Is your personal use of your company's voyager miles a taxable fringe benefit?
Are you a business executive with lots of business voyager miles? Are you thinking about using them to take your family on holiday?
You need to read this before you go ahead and use them.
Using your business miles might constitute a taxable fringe benefit, especially if these miles are accrued to the company credit card?
Let's look at two examples to see if it is a taxable fringe benefit or not...
13 Taxable fringe benefits - are you taking advantage of all of them?
There are hundreds of companies out there that don't know which fringe benefits are taxable or they land up taxing the wrong percentage on them...
This kind of error could cost you thousands in penalties to SARS if it catches you out – and it will!
Find out how to make sure every time you offer a fringe benefit to your employees you'll know if it's taxable or not and how to tax it correctly.
One instance when your personal travel isn't a taxable fringe benefit
Let's say you travel all over the world, on business trips for your company. You use the company credit card to cover travel costs and expenses.
Because you're such a frequent flyer, you've accumulated enough free miles on the credit card to cover the costs of a free return airline ticket to an international destination. Your company lets you use the free ticket for your private use.

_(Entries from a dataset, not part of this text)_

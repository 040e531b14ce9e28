// Maps raw key presses to the toy's command set. Pure classification; the
// window-close request is turned into Quit by the main loop itself.

use minifb::Key;

#[derive(Debug, Clone, Copy, PartialEq, Eq)]
pub enum Command {
    Quit,
    ToggleEmission,
    IncreaseLimit,
    DecreaseLimit,
    Clear,
}

/// Classify one key-down event. Unrecognized keys are ignored.
pub fn classify(key: Key) -> Option<Command> {
    match key {
        Key::Space => Some(Command::ToggleEmission),
        // '+' sits on the '=' key on most layouts; accept the numpad too
        Key::Equal | Key::NumPadPlus => Some(Command::IncreaseLimit),
        Key::Minus | Key::NumPadMinus => Some(Command::DecreaseLimit),
        Key::C => Some(Command::Clear),
        _ => None,
    }
}

#[cfg(test)]
mod tests {
    use super::*;

    #[test]
    fn hotkeys_map_to_their_commands() {
        assert_eq!(classify(Key::Space), Some(Command::ToggleEmission));
        assert_eq!(classify(Key::Equal), Some(Command::IncreaseLimit));
        assert_eq!(classify(Key::NumPadPlus), Some(Command::IncreaseLimit));
        assert_eq!(classify(Key::Minus), Some(Command::DecreaseLimit));
        assert_eq!(classify(Key::NumPadMinus), Some(Command::DecreaseLimit));
        assert_eq!(classify(Key::C), Some(Command::Clear));
    }

    #[test]
    fn other_keys_are_ignored() {
        for key in [Key::A, Key::Enter, Key::Escape, Key::LeftShift, Key::Key1] {
            assert_eq!(classify(key), None);
        }
    }
}
// Bounded history of recently emitted segments, oldest at the front.

use crate::segment::Segment;
use std::collections::VecDeque;

pub struct TrailBuffer {
    segments: VecDeque<Segment>,
}

impl TrailBuffer {
    pub fn new() -> Self {
        Self { segments: VecDeque::new() }
    }

    /// Append the newest segment at the back. O(1) amortized.
    pub fn push(&mut self, segment: Segment) {
        self.segments.push_back(segment);
    }

    /// Evict from the front until at most `max_count` segments remain.
    /// Visual: the oldest lines disappear first.
    pub fn trim_to(&mut self, max_count: usize) {
        while self.segments.len() > max_count {
            self.segments.pop_front();
        }
    }

    /// Drop everything at once.
    pub fn clear(&mut self) {
        self.segments.clear();
    }

    pub fn len(&self) -> usize {
        self.segments.len()
    }

    pub fn is_empty(&self) -> bool {
        self.segments.is_empty()
    }

    /// Oldest-to-newest iteration; this is the draw order.
    pub fn iter_mut(&mut self) -> impl Iterator<Item = &mut Segment> {
        self.segments.iter_mut()
    }
}
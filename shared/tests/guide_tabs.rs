use crux_core::testing::AppTester;
use shared::presenter::LEGEND_TAB;
use shared::{App, Effect, Event, GuideView, Model};

fn active_tab(app: &AppTester<App, Effect>, model: &Model) -> String {
    let vm = app.view(model);
    let active: Vec<_> = vm.tabs.iter().filter(|t| t.active).collect();
    assert_eq!(active.len(), 1, "exactly one tab must be active");
    active[0].label.clone()
}

#[test]
fn test_starts_on_first_crop() {
    let app = AppTester::<App, Effect>::default();
    let model = Model::default();

    let vm = app.view(&model);
    let labels: Vec<_> = vm.tabs.iter().map(|t| t.label.as_str()).collect();
    assert_eq!(
        labels,
        ["Trigo Candeal", "Trigo Pan", "Cebada", "Avena", LEGEND_TAB]
    );
    assert_eq!(active_tab(&app, &model), "Trigo Candeal");
    match vm.guide {
        GuideView::Crop { name, sections, .. } => {
            assert_eq!(name, "Trigo Candeal");
            assert!(sections.iter().all(|s| !s.expanded));
        }
        GuideView::Legend { .. } => panic!("expected crop view"),
    }
}

#[test]
fn test_cebada_then_unknown_falls_back_to_legend() {
    let app = AppTester::<App, Effect>::default();
    let mut model = Model::default();

    let update = app.update(Event::TabSelected { name: "Cebada".into() }, &mut model);
    assert!(update.effects.iter().any(|e| matches!(e, Effect::Render(_))));
    assert_eq!(active_tab(&app, &model), "Cebada");

    app.update(Event::TabSelected { name: "Maiz".into() }, &mut model);
    assert_eq!(active_tab(&app, &model), LEGEND_TAB);
    match app.view(&model).guide {
        GuideView::Legend { entries, .. } => {
            let codes: Vec<_> = entries.iter().map(|e| e.code.as_str()).collect();
            assert_eq!(codes, ["K1", "K3", "F1", "C3", "C2", "A", "B", "O", "8"]);
        }
        GuideView::Crop { .. } => panic!("expected legend fallback"),
    }
}

#[test]
fn test_sections_expand_independently() {
    let app = AppTester::<App, Effect>::default();
    let mut model = Model::default();

    app.update(Event::TabSelected { name: "Trigo Pan".into() }, &mut model);
    app.update(Event::StageToggled { index: 1 }, &mut model);
    app.update(Event::StageToggled { index: 3 }, &mut model);
    app.update(Event::StageToggled { index: 9 }, &mut model);

    let GuideView::Crop { sections, .. } = app.view(&model).guide else {
        panic!("expected crop view");
    };
    let expanded: Vec<_> = sections.iter().map(|s| s.expanded).collect();
    assert_eq!(expanded, [false, true, false, true]);

    // switching tabs starts collapsed again
    app.update(Event::TabSelected { name: "Avena".into() }, &mut model);
    app.update(Event::TabSelected { name: "Trigo Pan".into() }, &mut model);
    let GuideView::Crop { sections, .. } = app.view(&model).guide else {
        panic!("expected crop view");
    };
    assert!(sections.iter().all(|s| !s.expanded));
}

#[test]
fn test_stage_bodies_are_escaped_html() {
    let app = AppTester::<App, Effect>::default();
    let model = Model::default();

    let GuideView::Crop { sections, .. } = app.view(&model).guide else {
        panic!("expected crop view");
    };
    for section in sections {
        let stripped = section
            .body_html
            .replace("<strong>", "")
            .replace("</strong>", "")
            .replace("<em>", "")
            .replace("</em>", "")
            .replace("<br>", "");
        assert!(!stripped.contains('<'), "{}", section.label);
        assert!(!section.body.lines.is_empty());
    }
}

The market value of the airline ticket is R8 000. Do you have to pay tax on the benefit received? And must your company account for this as a fringe benefit?
Seeing as the air ticket is for your private use, and your company gives it to you for free because you earned it with air miles, plus, it won't cost your business a cent, your ticket doesn't constitute a taxable fringe benefit.
Let's look at another example, with a different outcome…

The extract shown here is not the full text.